The day that I found out I had been selected for the Skills for the Future ‘Transforming Archives’ traineeship was a strange one. Partly because it was only the day before that I’d attended interview for the role – this was the quickest I’d ever heard back! Admittedly, another aspect of the strangeness was due to my still being ‘spaced out’ with tiredness, following several nights of too little sleep; the build-up to the big day had been so incredibly intense. Combine all this with the mixed rush of excitement at hearing that I’d been successful, and the utter shock at having been chosen for one of only 12 traineeship positions nationwide which over 700 people had applied for – and you’ll have some idea just what was going on for me that day. It was strange. Once the shock had settled and I’d finally got some sleep, the reality of how incredibly fortunate I was set in. The world of archives, history and heritage has always drawn me, but due to my career background consisting largely of military and police service – I wasn’t exactly the type actively recruited into the sector. Unless Archivists are now being trained in close-quarters combat drills, (I mused), in an attempt to curtail the growing and ever-present threat of angry genealogists, waving their pencils frantically and uprising en-masse to bring down the current system (of cataloguing documents). Unlikely. This is why I felt sheer delight at seeing the advert for the traineeship online:
‘Through the Transforming Archives programme we are hoping to diversify the archives workforce, address skills gaps in the archives workforce and provide new routes into working in the sector.’ The National Archives were actively looking for new skills, fresh energy and people from unique, untypical backgrounds. My hopes of beginning a fresh new career in the archives and heritage sector had been rekindled… My posting was to be at Wiltshire and Swindon History Centre, and my first day there was inspirational. Everyone was so warm, welcoming and personable – I immediately felt right at home. (Helped, no doubt, by all the delicious and colourful cake on offer in the break room!). I was given a tour of the building and facilities by Claire, the Principal Archivist, and introduced to a whole range of smiling staff members. I got a tangible sense of the wide scope of work that went on at WSHC: Under one roof we had Archivists, Archaeologists, Conservators, the County Arts Lead and Conservation and Museums Manager, an Education Officer, the Wiltshire Buildings Recorder, county Registrars, World Heritage Site officers, Community History Advisors… many of whom were overseen by Terry, the Heritage Services Manager. Such an incredible wealth of resources and information available in one place! Once more, I felt that tingling sense of deep gratitude welling up inside me; how fortunate I was to have been chosen for this role.

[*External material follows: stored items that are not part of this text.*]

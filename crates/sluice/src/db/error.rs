//! Database error types.

use std::path::PathBuf;
use thiserror::Error;

/// Errors from database operations.
#[derive(Error, Debug)]
pub enum DatabaseError {
    /// SQLite error from rusqlite.
    #[error("SQLite error: {0}")]
    Sqlite(#[from] rusqlite::Error),

    /// IO error when creating directories or files.
    #[error("IO error for path '{path}': {source}")]
    Io {
        path: PathBuf,
        #[source]
        source: std::io::Error,
    },

    /// A migration failed to apply.
    #[error("Migration failed at version {version}: {reason}")]
    Migration { version: u32, reason: String },

    /// The database file failed its integrity check.
    #[error("Database is corrupt: {0}")]
    Corrupt(String),

    /// The database lock was poisoned.
    #[error("Database lock poisoned")]
    LockPoisoned,
}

Over the following week I undertook various inductions, training and ‘orientation’ a WSHC, before being whisked off to Manchester for the enigmatically named ‘DCDC16 Conference’. My meticulous and painstaking research later uncovered that this stood for ‘Discovering Collections, Discovering Communities’. (Clearly I had what it took to be an excellent Archivist!).
To be honest, I’d been so busy I hadn’t had time to think or get excited about going to the conference. It was only after the restful 3 hour train ride and short walk to my hotel, which overlooked Old Trafford football stadium, that the excitement really began to kick-in. So much learning, networking and FUN to be had over the coming few days! A quick shower and cup of tea, and I donned my suit in preparation for the pre-conference reception.
When I rocked up to The Lowry at Manchester’s Salford Quays, it felt like I’d stepped onto a Hollywood plaza. The bright glowing lights of the ITV building, the BBC, the ‘Coronation Street’ set and the futuresque architecture of the Imperial War Museum North, all set upon the harbour’s edge; an array of colourful signage being reflected into the rippling, dark water below. Absolutely magical. The spell continued as I headed up to the reception room at the top of The Lowry, to catch a beautiful display of precision-timed fireworks popping and frazzling in the sky directly outside. How wonderful, I thought - I’ve never been welcomed to a conference in such style! (It later transpired that the fireworks had nothing to do with DCDC16, we were just fortunate be overlooking the water directly opposite Media City, in all its opulent extravagance).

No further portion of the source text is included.